Ketiga, aspek penyerapan pangan (Food Utilazation) . Artinya, penggunaan pangan untuk memenuhi kebutuhan hidup sehat meliputi energi,  gizi, air dan kesehatan lingkungan. Efektifitas penyerapan pangan tergantung pada pengetahuan rumah tangga terhadap sanitasi dan ketersediaan air, fasilitas kesehatan, serta penyuluhan gizi dan pemeliharaan balita. Penyerapan pangan atau konsumsi berkaitan erat dengan kualitas dan keamanan jenis pangan untuk memenuhi kebutuhan gizi.
Keempat, aspek stabilitas (Stabilitly). Artinya, ketahanan pangan membutuhkan dimensi waktu yang terbagi menjadi kerawanan pangan kronis dan kerawanan pangan sementara. Kerawanan pangan kronis adalah kegagalan memperoleh kebutuhan pangan setiap saat. Sedangkan kerawanan pangan sementara adalah kerawanan pangan yang terjadi sementara disebabkan kekeringan, banjir, bencana, maupun konflik sosial (SARA).
Maka dari itu, untuk memiliki ketahanan nasional yang kuat, paling tidak pemerintah bersama dengan seluruh rakyat Indonesia harus memperhatikan dan mengimplementasikan beberapa aspek tersebut.

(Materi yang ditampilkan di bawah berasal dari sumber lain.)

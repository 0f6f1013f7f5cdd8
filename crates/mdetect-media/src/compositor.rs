//! Drawing detections onto frames and stills.

use std::path::Path;

use ab_glyph::{FontArc, PxScale};
use image::imageops;
use image::{DynamicImage, ImageDecoder, ImageReader, Rgb, RgbImage};
use imageproc::drawing::{draw_filled_rect_mut, draw_hollow_rect_mut, draw_text_mut, text_size};
use imageproc::rect::Rect;
use mdetect_models::{Detection, FrameResult, Rotation};

use crate::error::{MediaError, MediaResult};

const BOX_THICKNESS: i32 = 2;
const DEFAULT_FONT_SIZE: f32 = 14.0;
const TEXT_COLOR: Rgb<u8> = Rgb([255, 255, 255]);

/// Per-class colours, cycled by class id.
const PALETTE: [[u8; 3]; 20] = [
    [0xFF, 0x38, 0x38],
    [0xFF, 0x9D, 0x97],
    [0xFF, 0x70, 0x1F],
    [0xFF, 0xB2, 0x1D],
    [0xCF, 0xD2, 0x31],
    [0x48, 0xF9, 0x0A],
    [0x92, 0xCC, 0x17],
    [0x3D, 0xDB, 0x86],
    [0x1A, 0x93, 0x34],
    [0x00, 0xD4, 0xBB],
    [0x2C, 0x99, 0xA8],
    [0x00, 0xC2, 0xFF],
    [0x34, 0x45, 0x93],
    [0x64, 0x73, 0xFF],
    [0x00, 0x18, 0xEC],
    [0x84, 0x38, 0xFF],
    [0x52, 0x00, 0x85],
    [0xCB, 0x38, 0xFF],
    [0xFF, 0x95, 0xC8],
    [0xFF, 0x37, 0xC7],
];

/// Outline colour for a class.
pub fn class_color(class_id: usize) -> Rgb<u8> {
    Rgb(PALETTE[class_id % PALETTE.len()])
}

/// Produces the annotated frame for a detection result.
pub trait FrameRenderer: Send + Sync {
    fn render(&self, frame: RgbImage, result: &FrameResult) -> MediaResult<RgbImage>;
}

/// A decoded still image with its display rotation.
#[derive(Debug, Clone)]
pub struct Still {
    /// Pixels in stored order
    pub pixels: RgbImage,
    pub rotation: Rotation,
}

/// Decode a still image and read its EXIF orientation.
///
/// A missing or unreadable orientation is treated as no rotation.
pub fn read_still(path: &Path) -> MediaResult<Still> {
    let mut decoder = ImageReader::open(path)?.with_guessed_format()?.into_decoder()?;
    let rotation = decoder
        .orientation()
        .map(|o| Rotation::from_exif(u32::from(o.to_exif())))
        .unwrap_or_default();
    let pixels = DynamicImage::from_decoder(decoder)?.to_rgb8();

    Ok(Still { pixels, rotation })
}

/// Rotate pixels clockwise.
pub fn rotate_image(image: &RgbImage, rotation: Rotation) -> RgbImage {
    match rotation {
        Rotation::None => image.clone(),
        Rotation::Cw90 => imageops::rotate90(image),
        Rotation::Cw180 => imageops::rotate180(image),
        Rotation::Cw270 => imageops::rotate270(image),
    }
}

/// Draws boxes and label tabs in RGB.
#[derive(Clone)]
pub struct Compositor {
    font: Option<FontArc>,
    font_size: f32,
}

impl Default for Compositor {
    fn default() -> Self {
        Self {
            font: None,
            font_size: DEFAULT_FONT_SIZE,
        }
    }
}

impl Compositor {
    pub fn new() -> Self {
        Self::default()
    }

    pub fn with_font(mut self, font: FontArc, font_size: f32) -> Self {
        self.font = Some(font);
        self.font_size = font_size.max(1.0);
        self
    }

    /// Load a TrueType/OpenType font for label text.
    pub fn with_font_file(self, path: &Path, font_size: f32) -> MediaResult<Self> {
        let bytes = std::fs::read(path)?;
        let font = FontArc::try_from_vec(bytes)
            .map_err(|e| MediaError::internal(format!("Invalid font {}: {}", path.display(), e)))?;
        Ok(self.with_font(font, font_size))
    }

    /// Rotate a still for display and draw its detections.
    ///
    /// `result` is in the stored pixel space; boxes are mapped through the
    /// same rotation as the pixels.
    pub fn render_still(&self, still: &Still, result: &FrameResult) -> MediaResult<RgbImage> {
        let (w, h) = still.pixels.dimensions();
        let base = rotate_image(&still.pixels, still.rotation);
        self.render(base, &result.rotated(still.rotation, w, h))
    }

    fn tab_size(&self, caption: &str) -> (u32, u32) {
        let height = (self.font_size * 1.2).ceil() as u32;
        let width = match &self.font {
            Some(font) => text_size(PxScale::from(self.font_size), font, caption).0 + 4,
            None => (caption.chars().count() as f32 * self.font_size * 0.55).ceil() as u32,
        };
        (width, height)
    }

    fn draw_detection(&self, mut image: RgbImage, detection: &Detection) -> MediaResult<RgbImage> {
        if !detection.bbox.is_valid() {
            return Err(MediaError::composite_failed(format!(
                "Invalid box for {}: {:?}",
                detection.label, detection.bbox
            )));
        }

        let (img_w, img_h) = image.dimensions();
        let bbox = detection.bbox.clamp(img_w, img_h);
        let x1 = bbox.x1.floor() as i32;
        let y1 = bbox.y1.floor() as i32;
        let x2 = (bbox.x2.ceil() as i32).min(img_w as i32);
        let y2 = (bbox.y2.ceil() as i32).min(img_h as i32);
        if x2 <= x1 || y2 <= y1 {
            return Ok(image);
        }

        let color = class_color(detection.class_id);

        for t in 0..BOX_THICKNESS {
            let (w, h) = (x2 - x1 - 2 * t, y2 - y1 - 2 * t);
            if w <= 0 || h <= 0 {
                break;
            }
            draw_hollow_rect_mut(&mut image, Rect::at(x1 + t, y1 + t).of_size(w as u32, h as u32), color);
        }

        let caption = detection.caption();
        let (tab_w, tab_h) = self.tab_size(&caption);
        let tab_w = tab_w.min(img_w - x1 as u32);
        let tab_h = tab_h.min(img_h);
        if tab_w == 0 || tab_h == 0 {
            return Ok(image);
        }

        // Above the box, or inside its top edge when there is no room.
        let tab_y = if y1 >= tab_h as i32 { y1 - tab_h as i32 } else { y1 };
        draw_filled_rect_mut(&mut image, Rect::at(x1, tab_y).of_size(tab_w, tab_h), color);

        if let Some(font) = &self.font {
            draw_text_mut(
                &mut image,
                TEXT_COLOR,
                x1 + 2,
                tab_y,
                PxScale::from(self.font_size),
                font,
                &caption,
            );
        }

        Ok(image)
    }
}

impl FrameRenderer for Compositor {
    fn render(&self, frame: RgbImage, result: &FrameResult) -> MediaResult<RgbImage> {
        if frame.width() == 0 || frame.height() == 0 {
            return Err(MediaError::composite_failed("Empty frame"));
        }
        result
            .iter()
            .try_fold(frame, |image, detection| self.draw_detection(image, detection))
    }
}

Apabila salah satu aspek tersebut tidak terpenuhi, maka bagaikan menegakkan benang yang basah, alias percuma saja. Dengan mensinergikan semua aspek tersebut, maka tidak mustahil jika bangsa Indonesia akan memiliki ketahanan pangan yang unggul, sehingga ketahanan nasional kuat dan tercipta Negara yang aman dan sejahtera, baldatun thoyyibatun warobbun ghofur. Wallahu a’lam bi al’showab.